Lorrimore placed Sylvia in the saddle, and supporting her so that her head rested on his shoulder, he led the horse slowly and carefully back toward the wood.
As he approached it the captain and a couple of men rode out. They set up a shout of congratulation as they saw Lorrimore, and the captain, pointing to Sylvia, waved his hat.
“Well, sir!” he said, “that was the neatest thing in races I’ve ever seen. I’m glad, right down glad, that you’ve got the woman, but I’d a’ been gladder still if you’d dropped that darned skunk as well. He was the captain of the gang. Why, bless my heart! It’s only a girl! Tut, tut; she ain’t dead, sir, is she?”
“No, no,” said Lorrimore, “I think not, I trust not. Has any one some water?”
He lifted Sylvia from the horse and supported her on his knee. A man produced a water flask, and Lorrimore bathed her forehead and tried again to get some brandy through her teeth. He may have succeeded, for he fancied that he felt her heart flutter beneath his hand.
“We must get her to the camp as soon as possible,” he said.
“Yes, sir,” said the captain. “A doctor’s what she wants. The poor girl is just dead with fright. Look alive, my men, and let’s have a litter.”
Three or four men quickly cut down some branches and deftly formed a litter which would not have disgraced an ambulance society.
Lorrimore laid her gently upon this, and covered her with his and the captain’s coats, and walked beside her, holding her hand, as four men carried her into the wood, for he felt instinctively that should she awake, a touch of a friendly hand might help to reassure her.
He had forgotten all about the fight so engrossed was he by Sylvia, but he looked up suddenly and said to the captain:
“The prisoners have gone on, I suppose?”
“What prisoners?” said the captain, dryly.
“The rangers, the men you have taken,” said Lorrimore.
“There ain’t no prisoners, sir,” replied the captain. “I reckon there was eleven of ’em in the gang; two got off, including the gentleman you was after. The rest of ’em lie there,” and he pointed to a line of bodies, round which the rest of the vigilantes were standing.
“Great Heaven!” exclaimed Lorrimore, under his breath.
“You’re disappointed, sir,” said the captain, “and so am I, and so will the boys in the camp be. We’ve looked forward to a high old time, with the trial, and the execution, and the rest of it. We’ve got a chap made judge already. But there was no help for it; we should have lost the lot if we’d tried to take ’em alive. I’m sorry.”
Lorrimore shuddered.
“Let us go on,” he said. “If the poor girl should come to in this spot with those men lying there——”
The captain understood and nodded.
“Go on toward the camp with her, boys,” he said. “I’ll ride on and send a cart to meet you, sir. The rest of the boys will stop here until the burying party comes.”
Lorrimore still walked beside the litter, holding Sylvia’s hand, and suddenly he felt it move in his. He called to the men to stop, and bent over her eagerly. She sighed painfully and opened her eyes.
For a moment or two they gazed up at Lorrimore’s anxious face with vacant terror, then rose from her lips a faint cry:
“Jack! my brother, my brother!”
That word was the cause of the terrible confusion which brought so much trouble in the near aftertime.
Holding up his hand for silence, Lorrimore raised her head.
“Your brother?” he said. “Where is he?”
She motioned faintly toward the wood.
“You mean that you left him there?” said Lord Lorrimore.
“Yes,” she breathed with pitiful eagerness and anxiety. “Take me to him! Bring him to me.”
Lorrimore beckoned two of the men who stood looking on in respectful silence.

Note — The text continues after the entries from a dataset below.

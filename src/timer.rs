//! Ordered timer set backed by a monotonic timer descriptor.
//!
//! The primary set orders timers by `(expiration, sequence)`; the active
//! index maps a timer's sequence back to its expiration so cancellation
//! does not scan. Every live timer appears in both. A timer cancelled
//! while its callback is running is recorded so a repeating timer cannot
//! resurrect itself.

use std::collections::{BTreeMap, HashMap, HashSet};
use std::os::unix::io::RawFd;
use std::sync::atomic::{AtomicU64, Ordering};
use std::sync::Arc;
use std::time::{Duration, Instant};

use crate::error::TzzeroResult;
use crate::sys;

pub type TimerCallback = Arc<dyn Fn() + Send + Sync>;
pub type TimerId = u64;

static NUM_CREATED: AtomicU64 = AtomicU64::new(0);

pub struct Timer {
    expiration: Instant,
    interval: Option<Duration>,
    sequence: u64,
    callback: TimerCallback,
}

impl Timer {
    fn new(expiration: Instant, interval: Option<Duration>, callback: TimerCallback) -> Self {
        Timer {
            expiration,
            interval,
            sequence: NUM_CREATED.fetch_add(1, Ordering::Relaxed) + 1,
            callback,
        }
    }

    pub fn run(&self) {
        (self.callback)();
    }

    pub fn repeat(&self) -> bool {
        self.interval.is_some()
    }

    pub fn sequence(&self) -> TimerId {
        self.sequence
    }

    fn restart(&mut self, now: Instant) {
        if let Some(interval) = self.interval {
            self.expiration = now + interval;
        }
    }
}

pub struct TimerQueue {
    timer_fd: RawFd,
    timers: BTreeMap<(Instant, u64), Timer>,
    active: HashMap<TimerId, Instant>,
    firing: HashSet<TimerId>,
    cancelled_while_firing: HashSet<TimerId>,
}

impl TimerQueue {
    pub fn new() -> TzzeroResult<Self> {
        Ok(TimerQueue {
            timer_fd: sys::create_timerfd()?,
            timers: BTreeMap::new(),
            active: HashMap::new(),
            firing: HashSet::new(),
            cancelled_while_firing: HashSet::new(),
        })
    }

    /// The backing descriptor; the owning loop registers it for READ.
    pub fn timer_fd(&self) -> RawFd {
        self.timer_fd
    }

    /// Drain the descriptor after it fires.
    pub fn handle_read(&self) {
        sys::read_timerfd(self.timer_fd);
    }

    pub fn add_timer(
        &mut self,
        delay: Duration,
        interval: Option<Duration>,
        callback: TimerCallback,
    ) -> TimerId {
        let now = Instant::now();
        let timer = Timer::new(now + delay, interval, callback);
        let id = timer.sequence;

        let earliest_changed = self
            .timers
            .first_key_value()
            .map_or(true, |((when, _), _)| timer.expiration < *when);

        self.active.insert(id, timer.expiration);
        self.timers.insert((timer.expiration, id), timer);

        if earliest_changed {
            sys::arm_timerfd(self.timer_fd, delay);
        }

        id
    }

    pub fn cancel(&mut self, id: TimerId) {
        if let Some(when) = self.active.remove(&id) {
            self.timers.remove(&(when, id));
        } else if self.firing.contains(&id) {
            self.cancelled_while_firing.insert(id);
        }
    }

    /// Milliseconds until the earliest timer, clamped at zero; -1 when
    /// the set is empty (poll without timeout).
    pub fn next_timeout_ms(&self) -> i32 {
        match self.timers.first_key_value() {
            None => -1,
            Some(((when, _), _)) => {
                let delta = when.saturating_duration_since(Instant::now());
                delta.as_millis().min(i32::MAX as u128) as i32
            }
        }
    }

    pub fn is_empty(&self) -> bool {
        self.timers.is_empty()
    }

    /// Remove and return every timer due at `now`. The returned timers
    /// are marked as firing until `restart_expired` is called.
    pub fn take_expired(&mut self, now: Instant) -> Vec<Timer> {
        self.cancelled_while_firing.clear();

        let remaining = self.timers.split_off(&(now, u64::MAX));
        let expired = std::mem::replace(&mut self.timers, remaining);

        let mut out = Vec::with_capacity(expired.len());
        for (_, timer) in expired {
            self.active.remove(&timer.sequence);
            self.firing.insert(timer.sequence);
            out.push(timer);
        }
        out
    }

    /// Reinsert repeating timers that were not cancelled from their own
    /// callback, then re-arm the descriptor to the new earliest.
    pub fn restart_expired(&mut self, expired: Vec<Timer>, now: Instant) {
        for mut timer in expired {
            if timer.repeat() && !self.cancelled_while_firing.contains(&timer.sequence) {
                timer.restart(now);
                self.active.insert(timer.sequence, timer.expiration);
                self.timers.insert((timer.expiration, timer.sequence), timer);
            }
        }

        self.firing.clear();
        self.cancelled_while_firing.clear();

        if let Some(((when, _), _)) = self.timers.first_key_value() {
            sys::arm_timerfd(self.timer_fd, when.saturating_duration_since(Instant::now()));
        }
    }
}

impl Drop for TimerQueue {
    fn drop(&mut self) {
        sys::close_fd(self.timer_fd);
    }
}

#[cfg(test)]
mod tests {
    use super::*;
    use std::sync::atomic::AtomicUsize;

    fn noop() -> TimerCallback {
        Arc::new(|| {})
    }

    #[test]
    fn expired_partition_respects_order() {
        let mut queue = TimerQueue::new().unwrap();
        let early = queue.add_timer(Duration::ZERO, None, noop());
        let late = queue.add_timer(Duration::from_secs(3600), None, noop());

        let expired = queue.take_expired(Instant::now() + Duration::from_millis(1));
        assert_eq!(expired.len(), 1);
        assert_eq!(expired[0].sequence(), early);

        queue.restart_expired(expired, Instant::now());
        assert!(!queue.is_empty());
        queue.cancel(late);
        assert!(queue.is_empty());
    }

    #[test]
    fn one_shot_is_destroyed_after_firing() {
        let mut queue = TimerQueue::new().unwrap();
        let count = Arc::new(AtomicUsize::new(0));
        let count_cb = Arc::clone(&count);
        queue.add_timer(
            Duration::ZERO,
            None,
            Arc::new(move || {
                count_cb.fetch_add(1, Ordering::SeqCst);
            }),
        );

        let now = Instant::now() + Duration::from_millis(1);
        let expired = queue.take_expired(now);
        for t in &expired {
            t.run();
        }
        queue.restart_expired(expired, now);

        assert_eq!(count.load(Ordering::SeqCst), 1);
        assert!(queue.is_empty());
        assert_eq!(queue.next_timeout_ms(), -1);
    }

    #[test]
    fn repeating_timer_is_reinserted() {
        let mut queue = TimerQueue::new().unwrap();
        queue.add_timer(Duration::ZERO, Some(Duration::from_millis(50)), noop());

        let now = Instant::now() + Duration::from_millis(1);
        let expired = queue.take_expired(now);
        assert_eq!(expired.len(), 1);
        queue.restart_expired(expired, now);
        assert!(!queue.is_empty());
    }

    #[test]
    fn cancel_while_firing_suppresses_reinsertion() {
        let mut queue = TimerQueue::new().unwrap();
        let id = queue.add_timer(Duration::ZERO, Some(Duration::from_millis(50)), noop());

        let now = Instant::now() + Duration::from_millis(1);
        let expired = queue.take_expired(now);
        // Cancellation arrives while the callback is running.
        queue.cancel(id);
        queue.restart_expired(expired, now);
        assert!(queue.is_empty());
    }

    #[test]
    fn cancel_unknown_id_is_harmless() {
        let mut queue = TimerQueue::new().unwrap();
        queue.cancel(9999);
        assert!(queue.is_empty());
    }
}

“Go back and search,” he said. “We will wait here.” A pressure of the weak little hand thanked him, as she dropped back exhausted by the few words she had spoken.
The two men went back and commenced their search. They had no difficulty in tracking their way through the bent and crushed undergrowth to the spot where Sylvia and Neville had been surprised and attacked, and there, lying dead, they found the man Neville had shot. He was a young fellow of about Neville’s age, and not unlike him. Indeed, all diggers, given similarity of age, are somewhat alike in appearance. While he had been examining the bag, he had put on Neville’s peajacket. It was stained by dust and clay, and the two vigilantes at once recognized it as a genuine digger’s jacket. They looked no further, though poor Neville at that very moment lay hidden in the thick bush but a few yards from them.
“This is him,” said one of the men, “this is her brother.”
“And dead as a herrin’, poor devil,” said the other. “I’m sorry for that poor girl! Let’s take the coat, she’ll know if it’s his or not, and that’ll settle the matter.”
They hurried back to where Lorrimore and the litter were waiting.
Thinking Sylvia still unconscious, one of the men held up the coat.
“We’ve found him, sir,” he said. “Dead! Here’s his coat.”
Lorrimore put his hand up to stop them, but it was too late. Sylvia had heard the awful words, and recognized the coat. A shudder shook her, and a faint cry rose from her white lips, then the hand became still as death in Lorrimore’s.
“By Heaven!” he said. “You’ve killed her!”
———
Sylvia was not dead, but the hand of death hovered so near that Lord Lorrimore could scarcely tell whether she lived or not.
They placed her gently in the cart the captain had sent to meet them, and Lorrimore rode with her, supporting her head upon his knee.
In the excitement caused by the news of the encounter with the rangers her arrival at the camp was scarcely noticed. Fortunately the doctor was a married man, and she was carried direct to his tent, where she received every attention.
“It’s a case of collapse,” he said. “Prolonged terror, followed by the shock caused by the news of her brother’s death, has simply stunned her. Poor girl! Oh, yes, she’ll recover; but she will want careful nursing, and she shall have it.”
He was as good as his word, and his wife, a warm-hearted American, devoted herself to the stricken girl as if she had been her daughter.
Lorrimore haunted the tent. In his anxiety for Sylvia he almost forgot his mission, and when it did flash across him, that hunting rangers and rescuing damsels in distress was hardly searching for Neville Lynne, he consoled himself with the reflection that when Sylvia recovered he could ask her if such a man as he was looking for was in Lorn Hope Camp.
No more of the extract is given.